There is a notable parallel between Yolanda’s hospitalization and Sandi’s, in that both of them obsess over literature. Yolanda quotes authors’ words relentlessly, while Sandi consumes them. This parallel suggests that the girls’ crises occur not only due to personal circumstances, but due to something they share as they juggle between the world of their youth and present-day America. For Sandi, words reflect her humanity. For Yolanda, who becomes “allergic” to words, words are reality. Love—which she describes as the “most important” word to her—hurts. Instead of feeling a revulsion toward love, she feels it toward the word itself. This is not something that happened to her because of America, however; Yolanda feels equally allergic to the word for love in Spanish.
In addition to language difficulties, Yolanda’s relationship with John makes her feel like she is separated into different parts: her heart, her mind, and her soul. She wants to be a unified whole, which is why she gets so upset with John for making his pro-con list about whether they should get married. She thinks his heart should be attached to his head, but he makes decisions by separating the two. She does not understand that discernment can coincide with love.
Yolanda’s relationship with Rudy, on the other hand, focuses less on love and more on the cultural divide she is trying to cross, though words are still significant. Her attitudes about sex are still largely defined by her family and the more conservative culture she grew up in, while Rudy’s are more focused on fun than meaning. Rudy’s crass language is a turn-off for Yolanda, and Rudy is either unwilling or unable to communicate in any other way, leading to the demise of their relationship. Where language proved to be a barrier in her relationship with John, cultural attitudes and values prove to be the difficulty in her relationship with Rudy. In both instances, she is living in a world that is not her own, yet she is unable to fully assimilate back into her previous world.

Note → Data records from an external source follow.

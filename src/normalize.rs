//! Canonical schema for provider game tables.
//!
//! Rules implemented:
//! - every canonical column resolves through an ordered alias list, first present wins
//! - `gameDate` accepts `YYYYMMDD` and ISO/locale date strings, unparsable -> null
//! - short team codes map onto three-letter codes (`LA` -> `LAK`)
//! - repeated column names keep the first occurrence
//! - only `situation == "all"` rows reach aggregation

use std::collections::HashSet;

use chrono::{DateTime, NaiveDate, NaiveDateTime};
use thiserror::Error;
use tracing::{info, warn};

use crate::table::{Column, ColumnData, KeyCell, Table, TableError};

pub const TEAM_ALIASES: [&str; 4] = ["team", "playerTeam", "teamAbbrev", "teamCode"];
pub const TEAM_OPP_ALIASES: [&str; 5] = [
    "team_opp",
    "opposingTeam",
    "opponentTeam",
    "oppTeam",
    "opponent",
];
pub const GAME_ID_ALIASES: [&str; 4] = ["gameId", "game_id", "gamePk", "id"];
pub const GAME_DATE_ALIASES: [&str; 2] = ["gameDate", "date"];
pub const HOME_OR_AWAY_ALIASES: [&str; 3] = ["home_or_away", "homeOrAway", "homeAway"];
pub const PLAYER_ID_ALIASES: [&str; 4] = ["playerId", "player_id", "id", "nhlPlayerId"];
pub const ICE_TIME_ALIASES: [&str; 4] = ["icetime_min", "icetime", "timeOnIce", "toi"];

pub const SITUATION_ALL: &str = "all";
pub const ICE_TIME_MINUTES: &str = "icetime_min";

/// Columns that identify a game row; never treated as features.
pub const ID_COLUMNS: [&str; 7] = [
    "gameId",
    "gameDate",
    "season",
    "team",
    "team_opp",
    "home_or_away",
    "playerId",
];

const TEAM_CODE_MAP: [(&str, &str); 5] = [
    ("LA", "LAK"),
    ("NJ", "NJD"),
    ("SJ", "SJS"),
    ("TB", "TBL"),
    ("WAS", "WSH"),
];

const MAX_REPORTED_DUPLICATES: usize = 20;
const READER_DUPLICATE_SUFFIX: &str = "_duplicated_";
const SECONDS_MEDIAN_THRESHOLD: f64 = 200.0;

#[derive(Debug, Error)]
pub enum SchemaError {
    #[error("{table}: required column {column} not found (tried {candidates:?})")]
    MissingColumn {
        table: String,
        column: String,
        candidates: Vec<String>,
    },
    #[error("{table}: still has duplicate columns after dedupe: {columns:?}")]
    DuplicateColumns { table: String, columns: Vec<String> },
    #[error(transparent)]
    Table(#[from] TableError),
}

#[derive(Debug, Clone, Default, PartialEq, Eq)]
pub struct DedupReport {
    pub dropped: usize,
    pub dropped_names: Vec<String>,
}

/// Ordered-fallback lookup over an explicit alias list.
pub fn first_present<'a>(table: &Table, candidates: &[&'a str]) -> Option<&'a str> {
    candidates
        .iter()
        .copied()
        .find(|name| table.has_column(name))
}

Finally, Yolanda struggles to maintain her identity in the face of objectification. While Rudy sexually objectifies Yolanda, his parents culturally objectify her. Rudy’s sexually liberated parents encourage their son to have many sexual experiences. Rudy cannot see beyond this, and he sees Yolanda as a conquest, even five years after they stop seeing one another. His parents objectify her when they believe she will help their son learn more about different cultures. Rather than see her as a person in her own right, they see her as a means to an end. Yolanda’s relationship with Rudy ends in heartbreak for her because she is never seen as the whole human being that she is, valuable in her own right.